# Your task
Using the data below, return all lines in which "RecordStore" appears.

# Data extracts
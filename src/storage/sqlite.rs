//! SQLite storage implementation
//!
//! This module provides a SQLite-based implementation of the RecordStore trait.

use crate::storage::schema::initialize_schema;
use crate::storage::traits::{RecordStore, StorageError, StorageResult};
use crate::storage::{ErrorRecord, LinkRecord, NewError, NewLink, MAX_CORRECTIONS};
use chrono::{DateTime, SecondsFormat, Utc};
use rusqlite::types::Type;
use rusqlite::{params, Connection, Row};
use std::path::Path;
use std::sync::{Mutex, MutexGuard};
use uuid::Uuid;

/// SQLite record store
///
/// The connection sits behind a mutex so one store can be shared by every
/// worker task and request handler.
pub struct SqliteStore {
    conn: Mutex<Connection>,
}

impl SqliteStore {
    /// Opens (or creates) a record store at the given path
    ///
    /// # Arguments
    ///
    /// * `path` - Path to the SQLite database file
    ///
    /// # Returns
    ///
    /// * `Ok(SqliteStore)` - Database opened with WAL enabled and the schema in place
    /// * `Err(StorageError)` - Failed to open the file or create the tables
    pub fn new(path: &Path) -> StorageResult<Self> {
        let conn = Connection::open(path)?;

        conn.execute_batch(
            "
            PRAGMA journal_mode = WAL;
            PRAGMA synchronous = NORMAL;
            PRAGMA temp_store = MEMORY;
            PRAGMA busy_timeout = 5000;
        ",
        )?;

        initialize_schema(&conn)?;

        Ok(Self {
            conn: Mutex::new(conn),
        })
    }

    /// Creates an in-memory record store
    pub fn new_in_memory() -> StorageResult<Self> {
        let conn = Connection::open_in_memory()?;
        initialize_schema(&conn)?;
        Ok(Self {
            conn: Mutex::new(conn),
        })
    }

    fn conn(&self) -> StorageResult<MutexGuard<'_, Connection>> {
        self.conn
            .lock()
            .map_err(|_| StorageError::Database("connection mutex poisoned".to_string()))
    }
}

/// Timestamps are fixed-width so they order correctly as text
fn timestamp(at: DateTime<Utc>) -> String {
    at.to_rfc3339_opts(SecondsFormat::Micros, true)
}

fn job_id_column(row: &Row<'_>, idx: usize) -> rusqlite::Result<Uuid> {
    let raw: String = row.get(idx)?;
    Uuid::parse_str(&raw)
        .map_err(|e| rusqlite::Error::FromSqlConversionFailure(idx, Type::Text, Box::new(e)))
}

fn corrections_column(row: &Row<'_>, idx: usize) -> rusqlite::Result<Vec<String>> {
    let raw: String = row.get(idx)?;
    serde_json::from_str(&raw)
        .map_err(|e| rusqlite::Error::FromSqlConversionFailure(idx, Type::Text, Box::new(e)))
}

impl RecordStore for SqliteStore {
    // ===== Writes =====

    fn insert_link(&self, link: &NewLink) -> StorageResult<i64> {
        let conn = self.conn()?;
        conn.execute(
            "INSERT INTO links (job_id, text, url, created_at) VALUES (?1, ?2, ?3, ?4)",
            params![
                link.job_id.to_string(),
                link.text,
                link.url.as_str(),
                timestamp(Utc::now())
            ],
        )?;
        Ok(conn.last_insert_rowid())
    }

    fn insert_error(&self, error: &NewError) -> StorageResult<i64> {
        if error.error_line_number < 1 {
            return Err(StorageError::ConstraintViolation(format!(
                "error_line_number must be >= 1 for job {}",
                error.job_id
            )));
        }

        let corrections: Vec<&String> = error
            .possible_corrections
            .iter()
            .take(MAX_CORRECTIONS)
            .collect();
        let corrections = serde_json::to_string(&corrections)?;

        let conn = self.conn()?;
        conn.execute(
            "INSERT INTO matched_errors
             (job_id, message, error_term, possible_corrections, error_sentence,
              error_line_number, page_url, created_at)
             VALUES (?1, ?2, ?3, ?4, ?5, ?6, ?7, ?8)",
            params![
                error.job_id.to_string(),
                error.message,
                error.error_term,
                corrections,
                error.error_sentence,
                error.error_line_number,
                error.page_url,
                timestamp(Utc::now())
            ],
        )?;
        Ok(conn.last_insert_rowid())
    }

    // ===== Per-job reads =====

    fn links_for_job(&self, job_id: Uuid) -> StorageResult<Vec<LinkRecord>> {
        let conn = self.conn()?;
        let mut stmt = conn.prepare(
            "SELECT id, job_id, text, url, created_at FROM links
             WHERE job_id = ?1 ORDER BY id DESC",
        )?;

        let links = stmt
            .query_map(params![job_id.to_string()], |row| {
                Ok(LinkRecord {
                    id: row.get(0)?,
                    job_id: job_id_column(row, 1)?,
                    text: row.get(2)?,
                    url: row.get(3)?,
                    created_at: row.get(4)?,
                })
            })?
            .collect::<Result<Vec<_>, _>>()?;

        Ok(links)
    }

    fn errors_for_job(&self, job_id: Uuid) -> StorageResult<Vec<ErrorRecord>> {
        let conn = self.conn()?;
        let mut stmt = conn.prepare(
            "SELECT id, job_id, message, error_term, possible_corrections, error_sentence,
             error_line_number, page_url, created_at
             FROM matched_errors WHERE job_id = ?1
             ORDER BY error_line_number ASC, id ASC",
        )?;

        let errors = stmt
            .query_map(params![job_id.to_string()], |row| {
                Ok(ErrorRecord {
                    id: row.get(0)?,
                    job_id: job_id_column(row, 1)?,
                    message: row.get(2)?,
                    error_term: row.get(3)?,
                    possible_corrections: corrections_column(row, 4)?,
                    error_sentence: row.get(5)?,
                    error_line_number: row.get(6)?,
                    page_url: row.get(7)?,
                    created_at: row.get(8)?,
                })
            })?
            .collect::<Result<Vec<_>, _>>()?;

        Ok(errors)
    }

    // ===== Statistics =====

    fn count_links(&self) -> StorageResult<u64> {
        let count: i64 = self
            .conn()?
            .query_row("SELECT COUNT(*) FROM links", [], |row| row.get(0))?;
        Ok(count as u64)
    }

    fn count_errors(&self) -> StorageResult<u64> {
        let count: i64 =
            self.conn()?
                .query_row("SELECT COUNT(*) FROM matched_errors", [], |row| row.get(0))?;
        Ok(count as u64)
    }

    fn count_jobs(&self) -> StorageResult<u64> {
        let count: i64 = self.conn()?.query_row(
            "SELECT COUNT(*) FROM (
                SELECT job_id FROM links
                UNION
                SELECT job_id FROM matched_errors
            )",
            [],
            |row| row.get(0),
        )?;
        Ok(count as u64)
    }

    // ===== Garbage collection =====

    fn purge_before(&self, cutoff: DateTime<Utc>) -> StorageResult<usize> {
        let cutoff = timestamp(cutoff);
        let mut conn = self.conn()?;
        let tx = conn.transaction()?;
        let links = tx.execute("DELETE FROM links WHERE created_at < ?1", params![cutoff])?;
        let errors = tx.execute(
            "DELETE FROM matched_errors WHERE created_at < ?1",
            params![cutoff],
        )?;
        tx.commit()?;
        Ok(links + errors)
    }
}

# Answer to this exercise
//! This module provides a SQLite-based implementation of the RecordStore trait.
use crate::storage::traits::{RecordStore, StorageError, StorageResult};
impl RecordStore for SqliteStore {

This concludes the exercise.